Samples: The PRRI survey released April 21 stressed that more Americans see the free market system at odds with Christian values, the score being 44 percent to 36 percent. White evangelicals, mainline Protestants, Catholics, and minority Christians are all well-represented in the 44 percent majority. In the 36 percent minority cohort, “Republicans and tea party members, college graduates and members of high income households view the systems as more compatible than not.” Democrats? While 53 percent see capitalism and Christian values at odds, only 37 percent of Republicans have trouble with the combination. Nearly half, 46 percent of those with household incomes of $100,000 a year or more, believe that capitalism is consistent with Christian values, while only 23 percent of those with incomes under $30,000 agree.

“Hold on!”Abstractions like “capitalism” and “Christianity” are too blurry to serve as neat definers and dividers among the publics. These are modern words for historically complex and always evolving phenomena. Handle with care. But then: “Let go!” Remembering complex data and discoveries from polls like this, one should advise, when next time blustering cable-TV and radio broadcasters suggest that the public has made up its mind and sided with the tea partiers and that its sentiments should frighten governmental leaders, note further that the Bible does not make generalizations all that safe and easy. De-ideologizing the subject might lead to better discourse. Might it not?


Mark Oppenheimer, “‘Christian Economics’ Meets the Antiunion Movement,” New York Times, April 29, 2011.

Gary North, An Introduction to Christian Economics, The Craig Press, 1974.

Nicole Neroulias, “Poll: Americans see clash between Christianity, capitalism,” Religion News Service, April 22, 2011.

Martin E. Marty's biography, current projects, publications, and contact information can be found at


Sightings comes from the Martin Marty Center at the University of Chicago Divinity School.


Brian said…
I know that opponents can counter scripture with scripture. After all, the devil quotes scripture too! But I'm going to quote some scripture anyway. (NRSV)

Ezekiel 16:49
49This was the guilt of your sister Sodom: she and her daughters had pride, excess of food, and prosperous ease, but did not aid the poor and needy.

7The righteous know the rights of the poor;
the wicked have no such understanding.

ACTS 2:44-45
44All who believed were together and had all things in common; 45they would sell their possessions and goods and distribute the proceeds to all, as any had need.

Deuteronomy 15:1-18 provides one of the most liberal pieces of legislation I've ever seen.
Gary said…
You want to have the US operate by Jewish, OT law?

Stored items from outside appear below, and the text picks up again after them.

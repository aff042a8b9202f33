// ABOUTME: Multi-tenant organization models for OAuth apps
// ABOUTME: TenantId newtype, Tenant, OAuthApp, OAuthAppParams, and AuthorizationCode definitions
//
// SPDX-License-Identifier: MIT OR Apache-2.0
// Copyright (c) 2025 Pierre Fitness Intelligence

use chrono::{DateTime, Utc};
use serde::{Deserialize, Serialize};
use std::fmt;
use std::str::FromStr;
use uuid::Uuid;

/// Type-safe wrapper for tenant identifiers
///
/// Provides compile-time distinction between tenant IDs and other UUIDs.
#[derive(Debug, Clone, Copy, PartialEq, Eq, Hash, Serialize, Deserialize)]
#[serde(transparent)]
pub struct TenantId(pub Uuid);

impl TenantId {
    /// Create a new random `TenantId`
    #[must_use]
    pub fn new() -> Self {
        Self(Uuid::new_v4())
    }

    /// Create a `TenantId` from a UUID
    #[must_use]
    pub const fn from_uuid(uuid: Uuid) -> Self {
        Self(uuid)
    }

    /// Get the inner UUID value
    #[must_use]
    pub const fn as_uuid(&self) -> Uuid {
        self.0
    }

    /// Create a nil (all zeros) `TenantId`
    #[must_use]
    pub const fn nil() -> Self {
        Self(Uuid::nil())
    }

    /// Check if this is a nil `TenantId`
    #[must_use]
    pub fn is_nil(&self) -> bool {
        self.0.is_nil()
    }
}

impl Default for TenantId {
    fn default() -> Self {
        Self::new()
    }
}

impl From<Uuid> for TenantId {
    fn from(uuid: Uuid) -> Self {
        Self(uuid)
    }
}

impl From<TenantId> for Uuid {
    fn from(tenant_id: TenantId) -> Self {
        tenant_id.0
    }
}

impl fmt::Display for TenantId {
    fn fmt(&self, f: &mut fmt::Formatter<'_>) -> fmt::Result {
        write!(f, "{}", self.0)
    }
}

impl FromStr for TenantId {
    type Err = uuid::Error;

    fn from_str(s: &str) -> Result<Self, Self::Err> {
        Uuid::parse_str(s).map(Self)
    }
}

impl AsRef<Uuid> for TenantId {
    fn as_ref(&self) -> &Uuid {
        &self.0
    }
}

/// Tenant organization in multi-tenant setup
#[derive(Debug, Clone, Serialize, Deserialize)]
pub struct Tenant {
    /// Unique tenant identifier
    pub id: TenantId,
    /// Tenant organization name
    pub name: String,
    /// URL-safe slug for tenant
    pub slug: String,
    /// Custom domain for tenant (optional)
    pub domain: Option<String>,
    /// Subscription plan (basic, pro, enterprise)
    pub plan: String,
    /// User ID of the tenant owner
    pub owner_user_id: Uuid,
    /// When tenant was created
    pub created_at: DateTime<Utc>,
    /// When tenant was last updated
    pub updated_at: DateTime<Utc>,
}

impl Tenant {
    /// Creates a new tenant with the given details
    #[must_use]
    pub fn new(
        name: String,
        slug: String,
        domain: Option<String>,
        plan: String,
        owner_user_id: Uuid,
    ) -> Self {
        let now = Utc::now();
        Self {
            id: TenantId::new(),
            name,
            slug,
            domain,
            plan,
            owner_user_id,
            created_at: now,
            updated_at: now,
        }
    }
}

/// OAuth application registration for MCP clients
#[derive(Debug, Clone, Serialize, Deserialize)]
pub struct OAuthApp {
    /// Unique app identifier
    pub id: Uuid,
    /// OAuth client ID
    pub client_id: String,
    /// OAuth client secret
    pub client_secret: String,
    /// Application name
    pub name: String,
    /// Application description
    pub description: Option<String>,
    /// Allowed redirect URIs
    pub redirect_uris: Vec<String>,
    /// Permitted scopes
    pub scopes: Vec<String>,
    /// Application type (desktop, web, mobile, server)
    pub app_type: String,
    /// User ID of the app owner
    pub owner_user_id: Uuid,
    /// When app was registered
    pub created_at: DateTime<Utc>,
    /// When app was last updated
    pub updated_at: DateTime<Utc>,
}

/// OAuth app creation parameters
pub struct OAuthAppParams {
    /// OAuth 2.0 client identifier
    pub client_id: String,
    /// OAuth 2.0 client secret for authentication
    pub client_secret: String,
    /// Human-readable name of the OAuth application
    pub name: String,
    /// Optional description of the application's purpose
    pub description: Option<String>,
    /// List of authorized redirect URIs for OAuth flow
    pub redirect_uris: Vec<String>,
    /// List of OAuth scopes the app can request
    pub scopes: Vec<String>,
    /// Type of OAuth application (e.g., "web", "native", "service")
    pub app_type: String,
    /// UUID of the user who owns this OAuth app
    pub owner_user_id: Uuid,
}

impl OAuthApp {
    /// Create new OAuth app from parameters
    #[must_use]
    pub fn new(params: OAuthAppParams) -> Self {
        let now = Utc::now();
        Self {
            id: Uuid::new_v4(),
            client_id: params.client_id,
            client_secret: params.client_secret,
            name: params.name,
            description: params.description,
            redirect_uris: params.redirect_uris,
            scopes: params.scopes,
            app_type: params.app_type,
            owner_user_id: params.owner_user_id,
            created_at: now,
            updated_at: now,
        }
    }
}

/// OAuth authorization code for token exchange
#[derive(Debug, Clone, Serialize, Deserialize)]
pub struct AuthorizationCode {
    /// The authorization code
    pub code: String,
    /// Client ID that requested the code
    pub client_id: String,
    /// Redirect URI used in the request
    pub redirect_uri: String,
    /// Requested scopes
    pub scope: String,
    /// User ID that authorized the request
    pub user_id: Option<Uuid>,
    /// When the code expires
    pub expires_at: DateTime<Utc>,
    /// When the code was created
    pub created_at: DateTime<Utc>,
    /// Whether the code has been used
    pub is_used: bool,
}

impl AuthorizationCode {
    /// Creates a new authorization code with 10-minute expiration
    #[must_use]
    pub fn new(
        code: String,
        client_id: String,
        redirect_uri: String,
        scope: String,
        user_id: Option<Uuid>,
    ) -> Self {
        let now = Utc::now();
        Self {
            code,
            client_id,
            redirect_uri,
            scope,
            user_id,
            expires_at: now + chrono::Duration::minutes(10), // 10 minute expiration
            created_at: now,
            is_used: false,
        }
    }

    /// Check if the authorization code is expired
    #[must_use]
    pub fn is_expired(&self) -> bool {
        Utc::now() > self.expires_at
    }

    /// Check if the authorization code is valid for use
    #[must_use]
    pub fn is_valid(&self) -> bool {
        !self.is_used && !self.is_expired()
    }

    /// Mark the authorization code as used
    pub const fn mark_used(&mut self) {
        self.is_used = true;
    }
}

Fine. As long as you include all of the law. That would mean executing homosexuals and adulterers, amoung others. The problem with that would be that a large percentage of those who think Jesus was a socialist would be executed! Would you like to reconsider?

Jesus endorsed private property, buying and selling, and voluntary transactions between employers and employees. He also prohibited coveting and stealing, which implies that people have the right to own their own things.

Jesus also endorsed the voluntary sharing of goods with others who are in need. But I'm still looking for a scripture in which Jesus commands that the government be in charge of helping those in financial need by taking the property of some in order to give it to others.
Brian said…
I did not say, nor did I imply, that I want to impose OT law on the US.

Gary - Do you have any conversations that don't eventually turn to homosexuality? If I were immature and unprofessional I'd make a joke implying that you are aroused by the thought of homosexual activity. Fortunately, I am far too mature and professional to put those ideas out there. Therefore I won't imply that you are a closeted homosexual. Such behavior would be unbecoming and childish.

Therefore I'll simply bid you good day....poopy pants.
Glenn said…
I for one wish to applaud Brian's maturity. This is certainly not the place to out a closeted homosexual. That kind of behavior should be reserved for twitter, it reaches a broader audience. : )
Gary said…

I understand that any opposition to homosexuality is offensive to you, and to just about everyone else who posts here. Oh well, life is hard. And then you die.